Six days? For six days, she just assumed that some random person would go to her house and feed her baby? And it never occurred to her to ask someone to do this? I'm sorry, this is too much of a stretch.

JustLyra · 26/03/2021 21:48

@ZoeCM

However, the particular one I will highlight is that it was, it appears, known on social media that the child had been left at home. She wouldn’t be the first to assume someone would step in(especially if they had done so before).

Six days? For six days, she just assumed that some random person would go to her house and feed her baby? And it never occurred to her to ask someone to do this? I'm sorry, this is too much of a stretch.

It’s only too much of a stretch if you’ve never known anyone who would do that.
MagentaZebras · 26/03/2021 21:50

@Jellycatspyjamas

Women in abusive relationships almost always get advised to leave,

They’re advised to leave to protect themselves and any children, there are however perpetrator programmes to support and help perpetrators recover and change. We remove children ultimately from abusive homes for their safety, but there are programmes that work with abusive parents. Ian Brady received extensive psychiatric treatment.

Holding people responsible for their behaviour isn’t incompatible with recognising there will be contributing factors to consider. She will be held responsible for her behaviour by the courts, the SCR will look at contributing factors including agency failures.

It’s possible to deplore her actions while acknowledging there are other issues which contributed to what happened.

Ok, so are you saying that there ade any circumstances ever - with some training courses or whatever - that you believe it could even conceivably be a possiblity to be appropriate to leave a child, any child, in this woman's care ever again? Even for 30 mins? In 20 years or whatever? However "reformed" she might appear to a parole board. Because if so, I think there is something massively wrong.
ChardonnaysPetDragon · 26/03/2021 21:52

However, the particular one I will highlight is that it was, it appears, known on social media that the child had been left at home. She wouldn’t be the first to assume someone would step in(especially if they had done so before).

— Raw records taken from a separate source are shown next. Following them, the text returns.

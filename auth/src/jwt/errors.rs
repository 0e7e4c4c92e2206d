use thiserror::Error;

/// Error type for session-token operations.
#[derive(Debug, Clone, Error)]
pub enum JwtError {
    #[error("Failed to encode token: {0}")]
    EncodingFailed(String),

    #[error("Failed to decode token: {0}")]
    DecodingFailed(String),

    #[error("Token is expired")]
    TokenExpired,
}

She would'n be the first to assume someone will step in? Is it a done thing? To fuck off to party for days and to assume someone will come to take care fo your child and clean up your mess?

Bloody hell.

MagentaZebras · 26/03/2021 21:53

It’s only too much of a stretch if you’ve never known anyone who would do that.

This is the normalising of severe abuse that many of us on this thread are finding repulsive. I don't care how many people you've met that would do that. They are all disgusting people and should never be anywhere near children. There being a lot of them does NOT make it ok.

MagentaZebras · 26/03/2021 21:54

@ChardonnaysPetDragon

However, the particular one I will highlight is that it was, it appears, known on social media that the child had been left at home. She wouldn’t be the first to assume someone would step in(especially if they had done so before).

She would'n be the first to assume someone will step in? Is it a done thing? To fuck off to party for days and to assume someone will come to take care fo your child and clean up your mess?

Bloody hell.

Why did nobody say? I could just have gone on holiday on my own and some random person would apparently take care of children for free until I get back!!